_What is being asked_. Consider each line of the material below and note whether it holds "crate". State how many do, and nothing else.

————

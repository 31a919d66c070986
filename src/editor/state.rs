// ==========================================
// 间接成本配置系统 - 编辑状态
// ==========================================
// 组成: 快照 (最近一次服务端结果) / 工作副本 / 待新增 / 待删除
// 约束: has_changes 每次从上述状态重新计算，不缓存脏标记
// 约束: SavePlan 只由本模块生成，本地ID不会进入任何请求
// ==========================================

use std::collections::BTreeSet;

use crate::api::dto::{CreateOperationInput, UpdateOperationInput};
use crate::domain::VolumeRange;
use crate::editor::error::{EditorError, EditorResult};
use crate::editor::model::{CostKey, EditableCost, EditableOperation, LocalId, OperationKey};

// ==========================================
// SavePlan - 保存批次
// ==========================================

/// 一次保存需要发出的全部变更（按执行顺序分组）
#[derive(Debug, Clone, Default, PartialEq)]
pub struct SavePlan {
    /// 待新增工序（插入顺序）
    pub creates: Vec<CreateOperationInput>,
    /// 有改动的已存在工序（工作副本顺序，全量 8 区间成本）
    pub updates: Vec<UpdateOperationInput>,
    /// 待删除工序ID
    pub removals: Vec<String>,
}

impl SavePlan {
    pub fn is_empty(&self) -> bool {
        self.creates.is_empty() && self.updates.is_empty() && self.removals.is_empty()
    }

    pub fn call_count(&self) -> usize {
        self.creates.len() + self.updates.len() + self.removals.len()
    }
}

// ==========================================
// EditorState
// ==========================================
#[derive(Debug, Default)]
pub struct EditorState {
    snapshot: Vec<EditableOperation>,
    working: Vec<EditableOperation>,
    pending_new: Vec<EditableOperation>,
    pending_removal: BTreeSet<String>,
    next_local: u64,
}

impl EditorState {
    pub fn new() -> Self {
        Self::default()
    }

    pub fn snapshot(&self) -> &[EditableOperation] {
        &self.snapshot
    }

    pub fn pending_new(&self) -> &[EditableOperation] {
        &self.pending_new
    }

    pub fn pending_removal(&self) -> &BTreeSet<String> {
        &self.pending_removal
    }

    /// 以服务端结果替换快照与工作副本（待处理集合不变）
    pub fn load(&mut self, operations: Vec<EditableOperation>) {
        self.working = operations.clone();
        self.snapshot = operations;
    }

    /// 保存的变更已全部成功但未能重新拉取时，用各请求的返回结果重建快照与工作副本
    ///
    /// 已删除的工序移出视图，返回结果按ID替换原工序，其余（新增）追加在后
    pub fn apply_saved(&mut self, removed: &[String], saved: Vec<EditableOperation>) {
        let mut operations: Vec<EditableOperation> = self
            .working
            .drain(..)
            .filter(|op| {
                op.key
                    .persisted_id()
                    .map_or(true, |id| !removed.iter().any(|r| r == id))
            })
            .collect();

        for op in saved {
            match operations.iter_mut().find(|existing| existing.key == op.key) {
                Some(existing) => *existing = op,
                None => operations.push(op),
            }
        }

        self.clear_pending();
        self.load(operations);
    }

    /// 清空全部状态（切换工厂）
    pub fn clear(&mut self) {
        self.snapshot.clear();
        self.working.clear();
        self.clear_pending();
    }

    pub fn clear_pending(&mut self) {
        self.pending_new.clear();
        self.pending_removal.clear();
    }

    /// 丢弃改动：工作副本恢复为快照，清空待处理集合
    pub fn reset(&mut self) {
        self.working = self.snapshot.clone();
        self.clear_pending();
    }

    fn allocate_local(&mut self) -> LocalId {
        self.next_local += 1;
        LocalId(self.next_local)
    }

    fn find_mut(&mut self, key: &OperationKey) -> Option<&mut EditableOperation> {
        match key {
            OperationKey::Pending(_) => self.pending_new.iter_mut().find(|op| &op.key == key),
            OperationKey::Persisted(_) => self.working.iter_mut().find(|op| &op.key == key),
        }
    }

    /// 修改某区间成本：已有条目则替换，否则以本地标识追加
    pub fn update_cost(
        &mut self,
        key: &OperationKey,
        range: VolumeRange,
        cost: f64,
    ) -> EditorResult<()> {
        let operation = self
            .find_mut(key)
            .ok_or_else(|| EditorError::UnknownOperation(key.to_string()))?;
        if let Some(entry) = operation.costs.iter_mut().find(|c| c.volume_range == range) {
            entry.cost = cost;
            return Ok(());
        }

        // 只有追加时才分配本地标识
        let local = self.allocate_local();
        if let Some(operation) = self.find_mut(key) {
            let index = operation.costs.len();
            operation.costs.push(EditableCost {
                key: CostKey::Pending {
                    local,
                    range,
                    index,
                },
                volume_range: range,
                cost,
            });
        }
        Ok(())
    }

    pub fn rename(&mut self, key: &OperationKey, name: String) -> EditorResult<()> {
        let operation = self
            .find_mut(key)
            .ok_or_else(|| EditorError::UnknownOperation(key.to_string()))?;
        operation.name = name;
        Ok(())
    }

    /// 追加一个本地新工序，返回其标识
    pub fn add(&mut self, plant_id: &str, name: String) -> OperationKey {
        let local = self.allocate_local();
        let operation = EditableOperation::pending(local, plant_id.to_string(), name);
        let key = operation.key.clone();
        self.pending_new.push(operation);
        key
    }

    /// 删除工序：本地新工序直接丢弃，已存在工序加入待删除集合
    pub fn remove(&mut self, key: &OperationKey) -> EditorResult<()> {
        match key {
            OperationKey::Pending(_) => {
                let before = self.pending_new.len();
                self.pending_new.retain(|op| &op.key != key);
                if self.pending_new.len() == before {
                    return Err(EditorError::UnknownOperation(key.to_string()));
                }
            }
            OperationKey::Persisted(id) => {
                if !self.working.iter().any(|op| &op.key == key) {
                    return Err(EditorError::UnknownOperation(id.clone()));
                }
                self.pending_removal.insert(id.clone());
            }
        }
        Ok(())
    }

    fn is_removed(&self, operation: &EditableOperation) -> bool {
        operation
            .key
            .persisted_id()
            .is_some_and(|id| self.pending_removal.contains(id))
    }

    fn snapshot_of(&self, key: &OperationKey) -> Option<&EditableOperation> {
        self.snapshot.iter().find(|op| &op.key == key)
    }

    /// 合并视图：工作副本（去掉待删除）+ 待新增（插入顺序）
    pub fn merged(&self) -> Vec<&EditableOperation> {
        self.working
            .iter()
            .filter(|op| !self.is_removed(op))
            .chain(self.pending_new.iter())
            .collect()
    }

    pub fn has_changes(&self) -> bool {
        if !self.pending_new.is_empty() || !self.pending_removal.is_empty() {
            return true;
        }

        let surviving: Vec<&EditableOperation> =
            self.working.iter().filter(|op| !self.is_removed(op)).collect();
        if surviving.len() != self.snapshot.len() {
            return true;
        }

        surviving.iter().any(|op| match self.snapshot_of(&op.key) {
            Some(original) => op.differs_from(original),
            None => true,
        })
    }

    /// 由当前状态计算保存批次
    pub fn save_plan(&self, plant_id: &str) -> SavePlan {
        let creates = self
            .pending_new
            .iter()
            .map(|op| CreateOperationInput {
                name: op.name.clone(),
                description: op.description.clone(),
                plant_id: plant_id.to_string(),
                costs: Some(op.to_cost_inputs()),
            })
            .collect();

        let updates = self
            .working
            .iter()
            .filter(|op| !self.is_removed(op))
            .filter_map(|op| {
                let id = op.key.persisted_id()?;
                let original = self.snapshot_of(&op.key)?;
                op.differs_from(original).then(|| UpdateOperationInput {
                    id: id.to_string(),
                    name: Some(op.name.clone()),
                    description: None,
                    costs: Some(op.to_cost_inputs()),
                })
            })
            .collect();

        SavePlan {
            creates,
            updates,
            removals: self.pending_removal.iter().cloned().collect(),
        }
    }
}

#[cfg(test)]
mod tests {
    use super::*;

    fn persisted(id: &str, name: &str) -> EditableOperation {
        EditableOperation {
            key: OperationKey::Persisted(id.to_string()),
            name: name.to_string(),
            description: None,
            plant_id: "p1".to_string(),
            costs: VolumeRange::ALL
                .iter()
                .map(|r| EditableCost {
                    key: CostKey::Persisted(format!("{}-{}", id, r.as_str())),
                    volume_range: *r,
                    cost: 0.0,
                })
                .collect(),
        }
    }

    fn loaded(ids: &[&str]) -> EditorState {
        let mut state = EditorState::new();
        state.load(ids.iter().map(|id| persisted(id, id)).collect());
        state
    }

    #[test]
    fn test_edit_back_to_original_clears_changes() {
        let mut state = loaded(&["op-1"]);
        let key = OperationKey::Persisted("op-1".to_string());

        state.update_cost(&key, VolumeRange::Range1T, 0.5).unwrap();
        state.update_cost(&key, VolumeRange::Range1T, 0.7).unwrap();
        assert!(state.has_changes());
        assert_eq!(state.merged()[0].cost_for(VolumeRange::Range1T), 0.7);

        state.update_cost(&key, VolumeRange::Range1T, 0.0).unwrap();
        assert!(!state.has_changes());
    }

    #[test]
    fn test_missing_cost_entry_is_appended() {
        let mut state = EditorState::new();
        let mut op = persisted("op-1", "A");
        op.costs.clear();
        state.load(vec![op]);

        let key = OperationKey::Persisted("op-1".to_string());
        state.update_cost(&key, VolumeRange::Range20T, 3.0).unwrap();

        let merged = state.merged();
        assert_eq!(merged[0].costs.len(), 1);
        assert!(matches!(merged[0].costs[0].key, CostKey::Pending { .. }));
        assert!(state.has_changes());
    }

    #[test]
    fn test_add_then_remove_pending_leaves_no_changes() {
        let mut state = loaded(&["op-1"]);
        let key = state.add("p1", "X".to_string());
        assert!(state.has_changes());
        assert_eq!(state.merged().len(), 2);

        state.remove(&key).unwrap();
        assert!(state.pending_new().is_empty());
        assert!(!state.has_changes());
        assert!(state.save_plan("p1").is_empty());
    }

    #[test]
    fn test_remove_persisted_hides_from_merged_view() {
        let mut state = loaded(&["op-1", "op-2"]);
        state
            .remove(&OperationKey::Persisted("op-1".to_string()))
            .unwrap();

        let ids: Vec<String> = state.merged().iter().map(|op| op.key.to_string()).collect();
        assert_eq!(ids, vec!["op-2"]);
        assert!(state.has_changes());

        let unknown = state.remove(&OperationKey::Persisted("nope".to_string()));
        assert!(matches!(unknown, Err(EditorError::UnknownOperation(_))));
    }

    #[test]
    fn test_reset_restores_snapshot() {
        let mut state = loaded(&["op-1", "op-2"]);
        let op1 = OperationKey::Persisted("op-1".to_string());
        state.update_cost(&op1, VolumeRange::Range300Kg, 9.0).unwrap();
        state.rename(&op1, "Renamed".to_string()).unwrap();
        state.add("p1", "New".to_string());
        state
            .remove(&OperationKey::Persisted("op-2".to_string()))
            .unwrap();

        state.reset();

        let merged: Vec<EditableOperation> = state.merged().into_iter().cloned().collect();
        assert_eq!(merged, state.snapshot().to_vec());
        assert!(state.pending_new().is_empty());
        assert!(state.pending_removal().is_empty());
        assert!(!state.has_changes());
    }

    #[test]
    fn test_save_plan_groups_in_order() {
        let mut state = loaded(&["op-1", "op-2", "op-3"]);
        let new_key = state.add("p1", "Nueva".to_string());
        state.update_cost(&new_key, VolumeRange::Range300Kg, 10.0).unwrap();
        state
            .update_cost(
                &OperationKey::Persisted("op-2".to_string()),
                VolumeRange::Range1T,
                0.18,
            )
            .unwrap();
        state
            .remove(&OperationKey::Persisted("op-3".to_string()))
            .unwrap();

        let plan = state.save_plan("p1");
        assert_eq!(plan.call_count(), 3);

        assert_eq!(plan.creates[0].name, "Nueva");
        assert_eq!(plan.creates[0].plant_id, "p1");
        let create_costs = plan.creates[0].costs.as_ref().unwrap();
        assert_eq!(create_costs.len(), 8);
        assert_eq!(create_costs[0].cost, 10.0);

        assert_eq!(plan.updates[0].id, "op-2");
        assert_eq!(plan.updates[0].costs.as_ref().unwrap().len(), 8);

        assert_eq!(plan.removals, vec!["op-3".to_string()]);
    }

    #[test]
    fn test_replacing_cost_does_not_consume_local_id() {
        let mut state = loaded(&["op-1"]);
        let key = OperationKey::Persisted("op-1".to_string());
        state.update_cost(&key, VolumeRange::Range1T, 0.5).unwrap();
        let missing = OperationKey::Persisted("nope".to_string());
        assert!(state.update_cost(&missing, VolumeRange::Range1T, 0.5).is_err());

        let added = state.add("p1", "A".to_string());
        assert_eq!(added, OperationKey::Pending(LocalId(1)));
    }

    #[test]
    fn test_apply_saved_drops_removed_and_keeps_saved() {
        let mut state = loaded(&["op-1", "op-2"]);
        let op1 = OperationKey::Persisted("op-1".to_string());
        state.update_cost(&op1, VolumeRange::Range3T, 0.4).unwrap();
        state
            .remove(&OperationKey::Persisted("op-2".to_string()))
            .unwrap();
        state.add("p1", "Corte".to_string());

        let mut updated = persisted("op-1", "op-1");
        updated.costs[3].cost = 0.4;
        let created = persisted("srv-1", "Corte");
        state.apply_saved(&["op-2".to_string()], vec![updated, created]);

        let ids: Vec<String> = state.merged().iter().map(|op| op.key.to_string()).collect();
        assert_eq!(ids, vec!["op-1", "srv-1"]);
        assert_eq!(state.merged()[0].cost_for(VolumeRange::Range3T), 0.4);
        assert!(state.pending_new().is_empty());
        assert!(state.pending_removal().is_empty());
        assert!(!state.has_changes());
    }

    #[test]
    fn test_local_ids_unique_across_clear() {
        let mut state = EditorState::new();
        let a = state.add("p1", "A".to_string());
        state.clear();
        let b = state.add("p1", "B".to_string());
        assert_ne!(a, b);
    }
}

————

_Output_. 4